In case you haven’t seen this over the top adaptation, Luhrmann’s Romeo + Juliet involves handguns instead of rapiers, juiced up hotrods, and the most flamboyant Mercurio who spends a quarter of the movie in drag. And it’s WONDERFUL! I was thrilled by the weird sets, the helicopters flying overhead, and the wild costumes, but I think the main reason that I loved the movie was because Luhrmann (and Shakespeare) made me believe that Romeo (played by Leonardo DiCaprio) and Juliet (played by Claire Danes) really could fall in love in one day.
And that, my friends, is not an easy thing to do.
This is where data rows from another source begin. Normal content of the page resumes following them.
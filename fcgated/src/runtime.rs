use crate::service::{build_services, ServiceGraph};
use crate::transport::ClientCache;
use anyhow::{anyhow, Result};
use arc_swap::ArcSwap;
use fcgate_core::config::Config;
use std::sync::Arc;
use tracing::info;

/// Hot-swappable daemon state. Clones share the same state and client cache.
#[derive(Clone)]
pub struct Runtime {
    state: Arc<ArcSwap<RuntimeState>>,
    clients: Arc<ClientCache>,
}

pub struct RuntimeState {
    pub config: Arc<Config>,
    pub services: ServiceGraph,
}

impl Runtime {
    pub fn new(config: Config) -> Result<Self> {
        let clients = Arc::new(ClientCache::new());
        let state = Arc::new(RuntimeState::build(config, clients.clone())?);
        Ok(Self {
            state: Arc::new(ArcSwap::from(state)),
            clients,
        })
    }

    pub fn state(&self) -> Arc<RuntimeState> {
        self.state.load_full()
    }

    pub fn clients(&self) -> &Arc<ClientCache> {
        &self.clients
    }

    /// Builds a fresh service graph from `config` and swaps it in. Clients for
    /// addresses that are still referenced keep their pools; the rest are
    /// evicted once the swap is done.
    pub fn reload(&self, config: Config) -> Result<()> {
        ensure_hot_reload_compatible(&self.state().config, &config)?;
        let next = RuntimeState::build(config, self.clients.clone())?;
        let keep = next.services.addresses().clone();
        self.state.store(Arc::new(next));
        let evicted = self.clients.retain(&keep);
        info!(
            upstreams = keep.len(),
            evicted, "service graph swapped"
        );
        Ok(())
    }
}

impl RuntimeState {
    pub fn build(config: Config, clients: Arc<ClientCache>) -> Result<Self> {
        let services = build_services(&config, clients)?;
        Ok(Self {
            config: Arc::new(config),
            services,
        })
    }
}

/// Settings that only take effect at startup.
pub fn ensure_hot_reload_compatible(old: &Config, new: &Config) -> Result<()> {
    if old.server.listen != new.server.listen {
        return Err(anyhow!("server.listen changed; restart required"));
    }
    if old.server.max_connections != new.server.max_connections {
        return Err(anyhow!("server.max_connections changed; restart required"));
    }
    if old.logging != new.logging {
        return Err(anyhow!("logging changed; restart required"));
    }
    if old.metrics != new.metrics {
        return Err(anyhow!("metrics listener config changed; restart required"));
    }
    if old.runtime != new.runtime {
        return Err(anyhow!("runtime startup tuning changed; restart required"));
    }
    Ok(())
}

#[cfg(test)]
mod tests {
    use super::*;
    use crate::fastcgi::UpstreamAddr;

    fn config(root_service: &str, addresses: &[&str]) -> Config {
        let servers: Vec<String> = addresses
            .iter()
            .map(|a| format!("{{ address: \"{a}\" }}"))
            .collect();
        serde_yaml::from_str(&format!(
            r#"
version: 1
server: {{ listen: "127.0.0.1:8080", service: {root_service} }}
services:
  - name: {root_service}
    fastcgi:
      servers: [ {} ]
"#,
            servers.join(", ")
        ))
        .expect("config")
    }

    #[test]
    fn reload_keeps_surviving_clients_and_evicts_the_rest() {
        let runtime = Runtime::new(config("php", &["127.0.0.1:9000", "127.0.0.1:9001"]))
            .expect("runtime");
        let settings = crate::transport::client_settings(
            runtime
                .state()
                .config
                .service("php")
                .and_then(|s| s.fastcgi.as_ref())
                .expect("fastcgi"),
        );
        let kept = UpstreamAddr::parse("127.0.0.1:9000").expect("addr");
        let gone = UpstreamAddr::parse("127.0.0.1:9001").expect("addr");
        let before = runtime.clients().get_or_create(&kept, settings);
        runtime.clients().get_or_create(&gone, settings);
        assert_eq!(runtime.clients().len(), 2);

        runtime
            .reload(config("php", &["127.0.0.1:9000", "127.0.0.1:9002"]))
            .expect("reload");
        assert_eq!(runtime.clients().len(), 1);
        let after = runtime.clients().get_or_create(&kept, settings);
        assert!(Arc::ptr_eq(before.pool(), after.pool()));
        assert_eq!(runtime.state().services.addresses().len(), 2);
    }

    #[test]
    fn reload_rejects_startup_only_changes() {
        let runtime = Runtime::new(config("php", &["127.0.0.1:9000"])).expect("runtime");
        let mut next = config("php", &["127.0.0.1:9000"]);
        next.server.listen = "127.0.0.1:9090".to_string();
        assert!(runtime.reload(next).is_err());
        assert_eq!(runtime.state().config.server.listen, "127.0.0.1:8080");
    }
}
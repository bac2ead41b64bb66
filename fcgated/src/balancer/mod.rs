//! Handler selection: weighted round-robin with sticky-cookie affinity and a
//! pluggable strategy chain.

mod sticky;
mod strategy;
mod wrr;

pub use sticky::{extract_cookie_by_name, StickyCookie};
pub use strategy::{CanaryHeaderStrategy, Candidate, SelectionStrategy, StrategyChain};
pub use wrr::{Balancer, BalancerError, NamedHandler, Selection, SELECTIONS_METRIC};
We live in a nasty, cynical age, although I suppose one could argue that Shakespeare’s time might’ve been worse. At least we don’t literally burn people at the stake anymore. To fall in love takes a certain innocence–a certain trust–that many of us no longer seem capable of. Furthermore, we seem to delight in our hardened states. Mention Romeo and Juliet and many people will fall all over themselves to tell you how much they hate the play. How Romeo had a crush on another girl the night he meets Juliet. How Juliet is just too young. How silly the whole thing is. And yet…
And yet there are lines in that play that sing, they’re so beautiful. Give me my Romeo, and when I shall die/ Take him and cut him out in little stars,/ And he will make the face of heaven so fine/ That all the world will be in love with night/ And pay no worship to the garish sun. It’s easy to say that Shakespeare’s lovers are too young, too silly, to know if they’re really in love. Perhaps Shakespeare is merely winking his eye at all of us and only the naive can’t get the joke. But if his lovers aren’t in love, then why does he give them such gorgeous lines?
I prefer to remain naive, hopelessly out of touch, ridiculously simple, and believe Romeo and Juliet really are in love.
To succumb to romantic love is a folly–and a blessing–only afforded to humans. It is, perhaps, the highest, most pure pinacle of our existance. Perhaps that’s why so many mock romantic love–they fear it. In order to take romantic love seriously, they would have to open themselves to uncertainty and to wonder. It’s safer, perhaps, to hide behind cynicism.